6th Miss America pageant

Miss America 1926, the sixth Miss America pageant, was held at the Million Dollar Pier in Atlantic City, New Jersey on Friday, September 10, 1926. In selecting the new Miss America, it was the opinion of the judges that not only did the winner, Norma Smallwood, Miss Tulsa, have an excellent figure, but also possessed a smile like that of the Mona Lisa.

Smallwood was the first Miss America to also win the award for "the most beautiful girl in evening gown" at the highly-promoted National Beauty Tournament held during pageant week of the twenties.

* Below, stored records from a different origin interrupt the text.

// SPDX-License-Identifier: MIT
//
// Copyright (c) 2025 Alexandre Severino
//
// Permission is hereby granted, free of charge, to any person obtaining a copy
// of this software and associated documentation files (the "Software"), to deal
// in the Software without restriction, including without limitation the rights
// to use, copy, modify, merge, publish, distribute, sublicense, and/or sell
// copies of the Software, and to permit persons to whom the Software is
// furnished to do so, subject to the following conditions:
//
// The above copyright notice and this permission notice shall be included in
// all copies or substantial portions of the Software.
//
// THE SOFTWARE IS PROVIDED "AS IS", WITHOUT WARRANTY OF ANY KIND, EXPRESS OR
// IMPLIED, INCLUDING BUT NOT LIMITED TO THE WARRANTIES OF MERCHANTABILITY,
// FITNESS FOR A PARTICULAR PURPOSE AND NONINFRINGEMENT. IN NO EVENT SHALL THE
// AUTHORS OR COPYRIGHT HOLDERS BE LIABLE FOR ANY CLAIM, DAMAGES OR OTHER
// LIABILITY, WHETHER IN AN ACTION OF CONTRACT, TORT OR OTHERWISE, ARISING FROM,
// OUT OF OR IN CONNECTION WITH THE SOFTWARE OR THE USE OR OTHER DEALINGS IN THE
// SOFTWARE.

pub mod adj;
pub mod jsonl;
pub mod polyhedron_json;

pub use adj::read_adj;
pub use jsonl::{FilterSummary, Record, filter_file, filter_records, filter_stream, read_records};
pub use polyhedron_json::{load_polyhedron, parse_polyhedron};
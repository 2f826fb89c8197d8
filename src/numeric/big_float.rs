// SPDX-License-Identifier: MIT
//
// Copyright (c) 2025 Alexandre Severino
//
// Permission is hereby granted, free of charge, to any person obtaining a copy
// of this software and associated documentation files (the "Software"), to deal
// in the Software without restriction, including without limitation the rights
// to use, copy, modify, merge, publish, distribute, sublicense, and/or sell
// copies of the Software, and to permit persons to whom the Software is
// furnished to do so, subject to the following conditions:
//
// The above copyright notice and this permission notice shall be included in
// all copies or substantial portions of the Software.
//
// THE SOFTWARE IS PROVIDED "AS IS", WITHOUT WARRANTY OF ANY KIND, EXPRESS OR
// IMPLIED, INCLUDING BUT NOT LIMITED TO THE WARRANTIES OF MERCHANTABILITY,
// FITNESS FOR A PARTICULAR PURPOSE AND NONINFRINGEMENT. IN NO EVENT SHALL THE
// AUTHORS OR COPYRIGHT HOLDERS BE LIABLE FOR ANY CLAIM, DAMAGES OR OTHER
// LIABILITY, WHETHER IN AN ACTION OF CONTRACT, TORT OR OTHERWISE, ARISING FROM,
// OUT OF OR IN CONNECTION WITH THE SOFTWARE OR THE USE OR OTHER DEALINGS IN THE
// SOFTWARE.

use std::cmp::Ordering;
use std::ops::{Add, Div, Mul, Neg, Sub};

use rug::Float;

/// Arbitrary-precision float used by the numeric phase.
///
/// Reference arithmetic completes at the larger of the two operand
/// precisions, so mixed-precision expressions never silently round down.
#[derive(Clone, Debug)]
pub struct BigFloat(pub Float);

impl BigFloat {
    pub fn with_prec(bits: u32, v: f64) -> Self {
        BigFloat(Float::with_val(bits, v))
    }

    pub fn prec(&self) -> u32 {
        self.0.prec()
    }

    pub fn abs(&self) -> BigFloat {
        BigFloat(self.0.clone().abs())
    }

    pub fn to_f64(&self) -> f64 {
        self.0.to_f64()
    }

    /// Returns -1, 0, or +1.
    pub fn sign(&self) -> i8 {
        match self.0.cmp0() {
            Some(Ordering::Greater) => 1,
            Some(Ordering::Less) => -1,
            _ => 0,
        }
    }

    pub fn min<'a>(&'a self, other: &'a BigFloat) -> &'a BigFloat {
        if other.0 < self.0 { other } else { self }
    }

    pub fn max<'a>(&'a self, other: &'a BigFloat) -> &'a BigFloat {
        if other.0 > self.0 { other } else { self }
    }

    #[inline]
    fn bits(&self, rhs: &BigFloat) -> u32 {
        self.0.prec().max(rhs.0.prec())
    }
}

impl<'a, 'b> Add<&'b BigFloat> for &'a BigFloat {
    type Output = BigFloat;
    fn add(self, rhs: &'b BigFloat) -> BigFloat {
        BigFloat(Float::with_val(self.bits(rhs), &self.0 + &rhs.0))
    }
}

impl<'a, 'b> Sub<&'b BigFloat> for &'a BigFloat {
    type Output = BigFloat;
    fn sub(self, rhs: &'b BigFloat) -> BigFloat {
        BigFloat(Float::with_val(self.bits(rhs), &self.0 - &rhs.0))
    }
}

impl<'a, 'b> Mul<&'b BigFloat> for &'a BigFloat {
    type Output = BigFloat;
    fn mul(self, rhs: &'b BigFloat) -> BigFloat {
        BigFloat(Float::with_val(self.bits(rhs), &self.0 * &rhs.0))
    }
}

impl<'a, 'b> Div<&'b BigFloat> for &'a BigFloat {
    type Output = BigFloat;
    fn div(self, rhs: &'b BigFloat) -> BigFloat {
        BigFloat(Float::with_val(self.bits(rhs), &self.0 / &rhs.0))
    }
}

impl Add for BigFloat {
    type Output = BigFloat;
    fn add(self, rhs: BigFloat) -> BigFloat {
        &self + &rhs
    }
}

impl Sub for BigFloat {
    type Output = BigFloat;
    fn sub(self, rhs: BigFloat) -> BigFloat {
        &self - &rhs
    }
}

impl Mul for BigFloat {
    type Output = BigFloat;
    fn mul(self, rhs: BigFloat) -> BigFloat {
        &self * &rhs
    }
}

impl Neg for BigFloat {
    type Output = BigFloat;
    fn neg(self) -> BigFloat {
        BigFloat(-self.0)
    }
}

impl<'a> Neg for &'a BigFloat {
    type Output = BigFloat;
    fn neg(self) -> BigFloat {
        BigFloat(-self.0.clone())
    }
}

impl PartialEq for BigFloat {
    fn eq(&self, other: &BigFloat) -> bool {
        self.0 == other.0
    }
}

impl PartialOrd for BigFloat {
    fn partial_cmp(&self, other: &BigFloat) -> Option<Ordering> {
        self.0.partial_cmp(&other.0)
    }
}

impl PartialEq<f64> for BigFloat {
    fn eq(&self, other: &f64) -> bool {
        self.0 == *other
    }
}

impl PartialOrd<f64> for BigFloat {
    fn partial_cmp(&self, other: &f64) -> Option<Ordering> {
        self.0.partial_cmp(other)
    }
}
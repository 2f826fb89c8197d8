// SPDX-License-Identifier: MIT
//
// Copyright (c) 2025 Alexandre Severino
//
// Permission is hereby granted, free of charge, to any person obtaining a copy
// of this software and associated documentation files (the "Software"), to deal
// in the Software without restriction, including without limitation the rights
// to use, copy, modify, merge, publish, distribute, sublicense, and/or sell
// copies of the Software, and to permit persons to whom the Software is
// furnished to do so, subject to the following conditions:
//
// The above copyright notice and this permission notice shall be included in
// all copies or substantial portions of the Software.
//
// THE SOFTWARE IS PROVIDED "AS IS", WITHOUT WARRANTY OF ANY KIND, EXPRESS OR
// IMPLIED, INCLUDING BUT NOT LIMITED TO THE WARRANTIES OF MERCHANTABILITY,
// FITNESS FOR A PARTICULAR PURPOSE AND NONINFRINGEMENT. IN NO EVENT SHALL THE
// AUTHORS OR COPYRIGHT HOLDERS BE LIABLE FOR ANY CLAIM, DAMAGES OR OTHER
// LIABILITY, WHETHER IN AN ACTION OF CONTRACT, TORT OR OTHERWISE, ARISING FROM,
// OUT OF OR IN CONNECTION WITH THE SOFTWARE OR THE USE OR OTHER DEALINGS IN THE
// SOFTWARE.

use serde::{Deserialize, Serialize};

use crate::geometry::{Point2, Polygon};
use crate::numeric::{LazyExact, PiAngle};
use crate::polyhedron::{EdgeId, FaceId};

fn no_edge() -> EdgeId {
    -1
}

/// One step of an unfolding as it appears in a candidate record.
///
/// `x`, `y` and `angle_deg` are the approximate position produced upstream.
/// They are carried for diagnostics only; every decision uses the exact
/// reconstruction.
#[derive(Clone, Debug, PartialEq, Serialize, Deserialize)]
pub struct FacePlacement {
    pub gon: usize,
    pub face_id: FaceId,
    /// Edge shared with the previous placement; meaningless for the first.
    #[serde(default = "no_edge")]
    pub edge_id: EdgeId,
    #[serde(default)]
    pub x: f64,
    #[serde(default)]
    pub y: f64,
    #[serde(default)]
    pub angle_deg: f64,
}

impl FacePlacement {
    pub fn new(gon: usize, face_id: FaceId, edge_id: EdgeId) -> Self {
        Self {
            gon,
            face_id,
            edge_id,
            x: 0.0,
            y: 0.0,
            angle_deg: 0.0,
        }
    }
}

/// A placement with its center and orientation as delayed expressions.
#[derive(Clone, Debug)]
pub struct ExactPlacement {
    pub gon: usize,
    pub face_id: FaceId,
    pub center: Point2<LazyExact>,
    pub angle: PiAngle,
}

impl ExactPlacement {
    pub fn polygon(&self) -> Polygon {
        Polygon::regular(self.gon, &self.center, &self.angle)
    }

    pub fn angle_deg(&self) -> f64 {
        self.angle.to_degrees()
    }
}

#[cfg(test)]
mod tests {
    use super::*;
    use test_log::test;

    #[test]
    fn optional_fields_default() {
        let p: FacePlacement = serde_json::from_str(r#"{"gon":4,"face_id":7}"#).unwrap();
        assert_eq!(p, FacePlacement::new(4, 7, -1));
    }

    #[test]
    fn informational_fields_are_read() {
        let p: FacePlacement = serde_json::from_str(
            r#"{"gon":3,"edge_id":12,"face_id":2,"x":1.5,"y":-0.25,"angle_deg":-90.0}"#,
        )
        .unwrap();
        assert_eq!(p.edge_id, 12);
        assert_eq!((p.x, p.y, p.angle_deg), (1.5, -0.25, -90.0));
    }
}
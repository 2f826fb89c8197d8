// SPDX-License-Identifier: MIT
//
// Copyright (c) 2025 Alexandre Severino
//
// Permission is hereby granted, free of charge, to any person obtaining a copy
// of this software and associated documentation files (the "Software"), to deal
// in the Software without restriction, including without limitation the rights
// to use, copy, modify, merge, publish, distribute, sublicense, and/or sell
// copies of the Software, and to permit persons to whom the Software is
// furnished to do so, subject to the following conditions:
//
// The above copyright notice and this permission notice shall be included in
// all copies or substantial portions of the Software.
//
// THE SOFTWARE IS PROVIDED "AS IS", WITHOUT WARRANTY OF ANY KIND, EXPRESS OR
// IMPLIED, INCLUDING BUT NOT LIMITED TO THE WARRANTIES OF MERCHANTABILITY,
// FITNESS FOR A PARTICULAR PURPOSE AND NONINFRINGEMENT. IN NO EVENT SHALL THE
// AUTHORS OR COPYRIGHT HOLDERS BE LIABLE FOR ANY CLAIM, DAMAGES OR OTHER
// LIABILITY, WHETHER IN AN ACTION OF CONTRACT, TORT OR OTHERWISE, ARISING FROM,
// OUT OF OR IN CONNECTION WITH THE SOFTWARE OR THE USE OR OTHER DEALINGS IN THE
// SOFTWARE.

use crate::geometry::point_2::Point2;
use crate::numeric::BigFloat;

/// An axis-aligned bounding box over numeric-phase coordinates.
#[derive(Clone, Debug)]
pub struct Aabb2 {
    pub min: Point2<BigFloat>,
    pub max: Point2<BigFloat>,
}

impl Aabb2 {
    /// Build the smallest AABB containing two points.
    pub fn from_segment(a: &Point2<BigFloat>, b: &Point2<BigFloat>) -> Self {
        Aabb2 {
            min: Point2 {
                x: a.x.min(&b.x).clone(),
                y: a.y.min(&b.y).clone(),
            },
            max: Point2 {
                x: a.x.max(&b.x).clone(),
                y: a.y.max(&b.y).clone(),
            },
        }
    }

    /// Smallest AABB containing every point; `None` for an empty slice.
    pub fn from_points(points: &[Point2<BigFloat>]) -> Option<Self> {
        let (first, rest) = points.split_first()?;
        let mut bb = Aabb2 {
            min: first.clone(),
            max: first.clone(),
        };
        for p in rest {
            if p.x < bb.min.x {
                bb.min.x = p.x.clone();
            }
            if p.x > bb.max.x {
                bb.max.x = p.x.clone();
            }
            if p.y < bb.min.y {
                bb.min.y = p.y.clone();
            }
            if p.y > bb.max.y {
                bb.max.y = p.y.clone();
            }
        }
        Some(bb)
    }

    /// Does this AABB intersect `other` once both are grown by `margin`?
    pub fn intersects(&self, other: &Aabb2, margin: f64) -> bool {
        let m = BigFloat::with_prec(self.min.x.prec(), margin);
        let separated = self.max.x < &other.min.x - &m
            || other.max.x < &self.min.x - &m
            || self.max.y < &other.min.y - &m
            || other.max.y < &self.min.y - &m;
        !separated
    }
}

#[cfg(test)]
mod tests {
    use super::*;
    use test_log::test;

    fn pt(x: f64, y: f64) -> Point2<BigFloat> {
        Point2::new(BigFloat::with_prec(128, x), BigFloat::with_prec(128, y))
    }

    #[test]
    fn touching_boxes_intersect() {
        let a = Aabb2::from_points(&[pt(0.0, 0.0), pt(1.0, 1.0)]).unwrap();
        let b = Aabb2::from_points(&[pt(1.0, 0.5), pt(2.0, 3.0)]).unwrap();
        assert!(a.intersects(&b, 1e-30));
        assert!(b.intersects(&a, 1e-30));
    }

    #[test]
    fn margin_bridges_tiny_gaps_only() {
        let a = Aabb2::from_segment(&pt(0.0, 0.0), &pt(1.0, 1.0));
        let b = Aabb2::from_segment(&pt(1.0 + 1e-12, 0.0), &pt(2.0, 1.0));
        assert!(!a.intersects(&b, 1e-30));
        assert!(a.intersects(&b, 1e-9));
    }

    #[test]
    fn empty_point_set_has_no_box() {
        assert!(Aabb2::from_points(&[]).is_none());
    }
}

She proved to be an enormously popular selection.

Upon victory, Smallwood, who was an art major at Oklahoma College for Women in her sophomore year, stated she "might leave school for a year" and looked at her tenure as Miss America from a financial standpoint. She became the poster girl for Meadows Washing Machines and Westinghouse Electric, in addition to many others. It was said she made approximately $100,000 during her year.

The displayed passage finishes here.